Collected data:
>>>

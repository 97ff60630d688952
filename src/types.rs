//! Shared types for the labor market model.
//!
//! Holds the validated parameter set, the per-time snapshot reported by the
//! model, and the domain error enum. Parameters can only be obtained through
//! validation, so every `LaborMarketParams` in circulation describes a market
//! with positive slopes, a non-negative demand shift, a default time index in
//! `[0, 1]` and a wage floor strictly above the competitive wage.

use serde::{Deserialize, Serialize};
use std::fmt;

// ---------------------------------------------------------------------------
// Raw parameters
// ---------------------------------------------------------------------------

/// Unvalidated parameter record, as read from configuration.
#[derive(Debug, Clone, Copy, PartialEq, Serialize, Deserialize)]
pub struct RawParams {
    /// Labor-supply intercept.
    pub a_s: f64,
    /// Labor-supply slope (must be > 0).
    pub b_s: f64,
    /// Labor-demand intercept at t = 0.
    pub a_d0: f64,
    /// Labor-demand slope (must be > 0).
    pub b_d: f64,
    /// Inward demand shift per unit of time (>= 0).
    pub k: f64,
    /// Wage floor.
    pub w_bar: f64,
    /// Default time index: 0 = short run, 1 = long run.
    #[serde(default)]
    pub t: f64,
}

impl RawParams {
    /// Validate into an immutable parameter set.
    pub fn validate(self) -> Result<LaborMarketParams, ModelError> {
        let fields = [
            ("a_s", self.a_s),
            ("b_s", self.b_s),
            ("a_d0", self.a_d0),
            ("b_d", self.b_d),
            ("k", self.k),
            ("w_bar", self.w_bar),
            ("t", self.t),
        ];
        if let Some(&(name, value)) = fields.iter().find(|(_, v)| !v.is_finite()) {
            return Err(ModelError::invalid(name, value, "must be a finite number"));
        }

        if self.b_s <= 0.0 {
            return Err(ModelError::invalid("b_s", self.b_s, "must be > 0"));
        }
        if self.b_d <= 0.0 {
            return Err(ModelError::invalid("b_d", self.b_d, "must be > 0"));
        }
        if self.k < 0.0 {
            return Err(ModelError::invalid("k", self.k, "must be >= 0"));
        }
        if !(0.0..=1.0).contains(&self.t) {
            return Err(ModelError::InvalidTime { t: self.t });
        }

        let l_star = (self.a_d0 - self.a_s) / (self.b_s + self.b_d);
        // w* lies between a_s and a_d0, so it is finite whenever L* is.
        if !l_star.is_finite() {
            return Err(ModelError::invalid("l_star", l_star, "equilibrium labor overflows"));
        }
        let w_star = self.a_s + self.b_s * l_star;
        if self.w_bar <= w_star {
            return Err(ModelError::NonBindingWageFloor {
                w_bar: self.w_bar,
                w_star,
            });
        }

        Ok(LaborMarketParams {
            raw: self,
            l_star,
            w_star,
        })
    }
}

// ---------------------------------------------------------------------------
// Validated parameters
// ---------------------------------------------------------------------------

/// Validated, immutable labor market parameters.
///
/// The competitive equilibrium is solved once during validation (the
/// binding check needs it) and kept alongside the raw values.
#[derive(Debug, Clone, Copy, PartialEq, Serialize, Deserialize)]
#[serde(try_from = "RawParams", into = "RawParams")]
pub struct LaborMarketParams {
    raw: RawParams,
    l_star: f64,
    w_star: f64,
}

impl LaborMarketParams {
    pub fn new(
        a_s: f64,
        b_s: f64,
        a_d0: f64,
        b_d: f64,
        k: f64,
        w_bar: f64,
        t: f64,
    ) -> Result<Self, ModelError> {
        RawParams {
            a_s,
            b_s,
            a_d0,
            b_d,
            k,
            w_bar,
            t,
        }
        .validate()
    }

    pub fn a_s(&self) -> f64 {
        self.raw.a_s
    }

    pub fn b_s(&self) -> f64 {
        self.raw.b_s
    }

    pub fn a_d0(&self) -> f64 {
        self.raw.a_d0
    }

    pub fn b_d(&self) -> f64 {
        self.raw.b_d
    }

    pub fn k(&self) -> f64 {
        self.raw.k
    }

    pub fn w_bar(&self) -> f64 {
        self.raw.w_bar
    }

    /// Default time index used when a query omits `t`.
    pub fn t(&self) -> f64 {
        self.raw.t
    }

    /// Competitive equilibrium labor L* (no floor).
    pub fn equilibrium_labor(&self) -> f64 {
        self.l_star
    }

    /// Competitive equilibrium wage w* (no floor).
    pub fn equilibrium_wage(&self) -> f64 {
        self.w_star
    }

    /// The unvalidated form, e.g. for re-serializing.
    pub fn raw(&self) -> RawParams {
        self.raw
    }
}

impl TryFrom<RawParams> for LaborMarketParams {
    type Error = ModelError;

    fn try_from(raw: RawParams) -> Result<Self, Self::Error> {
        raw.validate()
    }
}

impl From<LaborMarketParams> for RawParams {
    fn from(params: LaborMarketParams) -> Self {
        params.raw
    }
}

// ---------------------------------------------------------------------------
// Snapshot
// ---------------------------------------------------------------------------

/// Model values at a single time index.
#[derive(Debug, Clone, Copy, PartialEq)]
pub struct MarketSnapshot {
    pub t: f64,
    /// a_D(t)
    pub demand_intercept: f64,
    /// L(t), clamped at zero
    pub employment: f64,
    /// L_S, constant in t
    pub labor_supplied: f64,
    /// U(t), clamped at zero
    pub unemployment: f64,
}

impl fmt::Display for MarketSnapshot {
    fn fmt(&self, f: &mut fmt::Formatter<'_>) -> fmt::Result {
        write!(
            f,
            "t={:.2}: Employment={:.4}, Unemployment={:.4}",
            self.t, self.employment, self.unemployment
        )
    }
}

// ---------------------------------------------------------------------------
// Trend
// ---------------------------------------------------------------------------

/// Direction of employment over time, from the sign of dL/dt.
#[derive(Debug, Clone, Copy, PartialEq, Eq)]
pub enum EmploymentTrend {
    Declining,
    Constant,
    Increasing,
}

impl EmploymentTrend {
    pub fn from_derivative(d: f64) -> Self {
        if d < 0.0 {
            EmploymentTrend::Declining
        } else if d > 0.0 {
            EmploymentTrend::Increasing
        } else {
            EmploymentTrend::Constant
        }
    }
}

impl fmt::Display for EmploymentTrend {
    fn fmt(&self, f: &mut fmt::Formatter<'_>) -> fmt::Result {
        match self {
            EmploymentTrend::Declining => write!(f, "Employment declining"),
            EmploymentTrend::Constant => write!(f, "Employment constant"),
            EmploymentTrend::Increasing => write!(f, "Employment increasing"),
        }
    }
}

// ---------------------------------------------------------------------------
// Error types
// ---------------------------------------------------------------------------

/// Construction-time failures. A model either satisfies every invariant or
/// does not exist.
#[derive(Debug, Clone, PartialEq, thiserror::Error)]
pub enum ModelError {
    #[error("Invalid parameter {name}={value}: {reason}")]
    InvalidParameter {
        name: &'static str,
        value: f64,
        reason: &'static str,
    },

    #[error("Wage floor w_bar={w_bar} must be > equilibrium wage w*={w_star:.4} to be binding")]
    NonBindingWageFloor { w_bar: f64, w_star: f64 },

    #[error("Invalid time index t={t}: must be in [0, 1]")]
    InvalidTime { t: f64 },
}

impl ModelError {
    fn invalid(name: &'static str, value: f64, reason: &'static str) -> Self {
        ModelError::InvalidParameter {
            name,
            value,
            reason,
        }
    }
}

// ---------------------------------------------------------------------------
// Tests
// ---------------------------------------------------------------------------

#[cfg(test)]
mod tests {
    use super::*;

    fn raw() -> RawParams {
        RawParams {
            a_s: 5.0,
            b_s: 0.5,
            a_d0: 20.0,
            b_d: 1.0,
            k: 3.0,
            w_bar: 12.0,
            t: 0.0,
        }
    }

    // -- Validation --

    #[test]
    fn test_valid_params_solve_equilibrium() {
        let p = raw().validate().unwrap();
        assert!((p.equilibrium_labor() - 10.0).abs() < 1e-12);
        assert!((p.equilibrium_wage() - 10.0).abs() < 1e-12);
        assert!(p.w_bar() > p.equilibrium_wage());
    }

    #[test]
    fn test_zero_supply_slope_rejected() {
        let err = RawParams { b_s: 0.0, ..raw() }.validate().unwrap_err();
        assert!(matches!(err, ModelError::InvalidParameter { name: "b_s", .. }));
    }

    #[test]
    fn test_zero_demand_slope_rejected() {
        let err = RawParams { b_d: 0.0, ..raw() }.validate().unwrap_err();
        assert!(matches!(err, ModelError::InvalidParameter { name: "b_d", .. }));
    }

    #[test]
    fn test_negative_slope_rejected() {
        let err = RawParams { b_s: -0.5, ..raw() }.validate().unwrap_err();
        assert!(matches!(err, ModelError::InvalidParameter { name: "b_s", .. }));
    }

    #[test]
    fn test_negative_shift_rejected() {
        let err = RawParams { k: -0.1, ..raw() }.validate().unwrap_err();
        assert!(matches!(err, ModelError::InvalidParameter { name: "k", .. }));
    }

    #[test]
    fn test_zero_shift_allowed() {
        assert!(RawParams { k: 0.0, ..raw() }.validate().is_ok());
    }

    #[test]
    fn test_non_finite_rejected() {
        let err = RawParams { a_s: f64::NAN, ..raw() }.validate().unwrap_err();
        assert!(matches!(err, ModelError::InvalidParameter { name: "a_s", .. }));

        let err = RawParams { w_bar: f64::INFINITY, ..raw() }.validate().unwrap_err();
        assert!(matches!(err, ModelError::InvalidParameter { name: "w_bar", .. }));
    }

    #[test]
    fn test_equilibrium_overflow_rejected() {
        // Finite inputs whose difference exceeds f64::MAX
        let err = RawParams { a_s: -1e308, a_d0: 1e308, ..raw() }.validate().unwrap_err();
        assert!(matches!(err, ModelError::InvalidParameter { name: "l_star", .. }));
    }

    #[test]
    fn test_floor_at_equilibrium_not_binding() {
        let err = RawParams { w_bar: 10.0, ..raw() }.validate().unwrap_err();
        match err {
            ModelError::NonBindingWageFloor { w_bar, w_star } => {
                assert_eq!(w_bar, 10.0);
                assert!((w_star - 10.0).abs() < 1e-12);
            }
            other => panic!("unexpected error: {other:?}"),
        }
    }

    #[test]
    fn test_floor_below_equilibrium_not_binding() {
        let err = RawParams { w_bar: 8.0, ..raw() }.validate().unwrap_err();
        assert!(matches!(err, ModelError::NonBindingWageFloor { .. }));
    }

    #[test]
    fn test_default_time_outside_unit_interval() {
        let err = RawParams { t: 1.5, ..raw() }.validate().unwrap_err();
        assert_eq!(err, ModelError::InvalidTime { t: 1.5 });

        let err = RawParams { t: -0.1, ..raw() }.validate().unwrap_err();
        assert_eq!(err, ModelError::InvalidTime { t: -0.1 });
    }

    #[test]
    fn test_time_bounds_inclusive() {
        assert!(RawParams { t: 0.0, ..raw() }.validate().is_ok());
        assert!(RawParams { t: 1.0, ..raw() }.validate().is_ok());
    }

    #[test]
    fn test_new_matches_validate() {
        let p = LaborMarketParams::new(5.0, 0.5, 20.0, 1.0, 3.0, 12.0, 0.25).unwrap();
        assert_eq!(p.raw(), RawParams { t: 0.25, ..raw() });
        assert_eq!(p.k(), 3.0);
        assert_eq!(p.t(), 0.25);
    }

    #[test]
    fn test_try_from_raw() {
        let p = LaborMarketParams::try_from(raw()).unwrap();
        assert_eq!(RawParams::from(p), raw());
    }

    // -- Serde --

    #[test]
    fn test_deserialize_runs_validation() {
        let ok: LaborMarketParams =
            toml::from_str("a_s = 5.0\nb_s = 0.5\na_d0 = 20.0\nb_d = 1.0\nk = 3.0\nw_bar = 12.0")
                .unwrap();
        assert_eq!(ok.t(), 0.0);

        let err = toml::from_str::<LaborMarketParams>(
            "a_s = 5.0\nb_s = 0.5\na_d0 = 20.0\nb_d = 1.0\nk = 3.0\nw_bar = 9.0",
        )
        .unwrap_err();
        assert!(err.to_string().contains("binding"));
    }

    #[test]
    fn test_serialize_as_raw_params() {
        let params = LaborMarketParams::new(5.0, 0.5, 20.0, 1.0, 3.0, 12.0, 0.5).unwrap();
        let text = toml::to_string(&params).unwrap();

        let keys: Vec<&str> = text
            .lines()
            .filter_map(|line| line.split_once(" = ").map(|(k, _)| k.trim()))
            .collect();
        assert_eq!(keys, vec!["a_s", "b_s", "a_d0", "b_d", "k", "w_bar", "t"]);
        assert!(!text.contains("l_star"));
        assert!(!text.contains("w_star"));

        let parsed: LaborMarketParams = toml::from_str(&text).unwrap();
        assert_eq!(parsed, params);
    }

    // -- Display --

    #[test]
    fn test_snapshot_display() {
        let s = MarketSnapshot {
            t: 0.25,
            demand_intercept: 19.25,
            employment: 7.25,
            labor_supplied: 14.0,
            unemployment: 6.75,
        };
        assert_eq!(s.to_string(), "t=0.25: Employment=7.2500, Unemployment=6.7500");
    }

    #[test]
    fn test_trend_from_derivative() {
        assert_eq!(EmploymentTrend::from_derivative(-3.0), EmploymentTrend::Declining);
        assert_eq!(EmploymentTrend::from_derivative(0.0), EmploymentTrend::Constant);
        assert_eq!(EmploymentTrend::from_derivative(-0.0), EmploymentTrend::Constant);
        assert_eq!(EmploymentTrend::from_derivative(1.0), EmploymentTrend::Increasing);
        assert_eq!(EmploymentTrend::Declining.to_string(), "Employment declining");
    }

    #[test]
    fn test_error_messages() {
        let err = ModelError::NonBindingWageFloor { w_bar: 9.0, w_star: 10.0 };
        assert_eq!(
            err.to_string(),
            "Wage floor w_bar=9 must be > equilibrium wage w*=10.0000 to be binding"
        );
        let err = ModelError::InvalidTime { t: 2.0 };
        assert_eq!(err.to_string(), "Invalid time index t=2: must be in [0, 1]");
    }
}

<<<

**Work order**
Using the records above, copy all lines that include the word "impl".

**Problem solution**
impl RawParams {
impl LaborMarketParams {
impl TryFrom<RawParams> for LaborMarketParams {
impl From<LaborMarketParams> for RawParams {
impl fmt::Display for MarketSnapshot {
impl EmploymentTrend {
impl fmt::Display for EmploymentTrend {
impl ModelError {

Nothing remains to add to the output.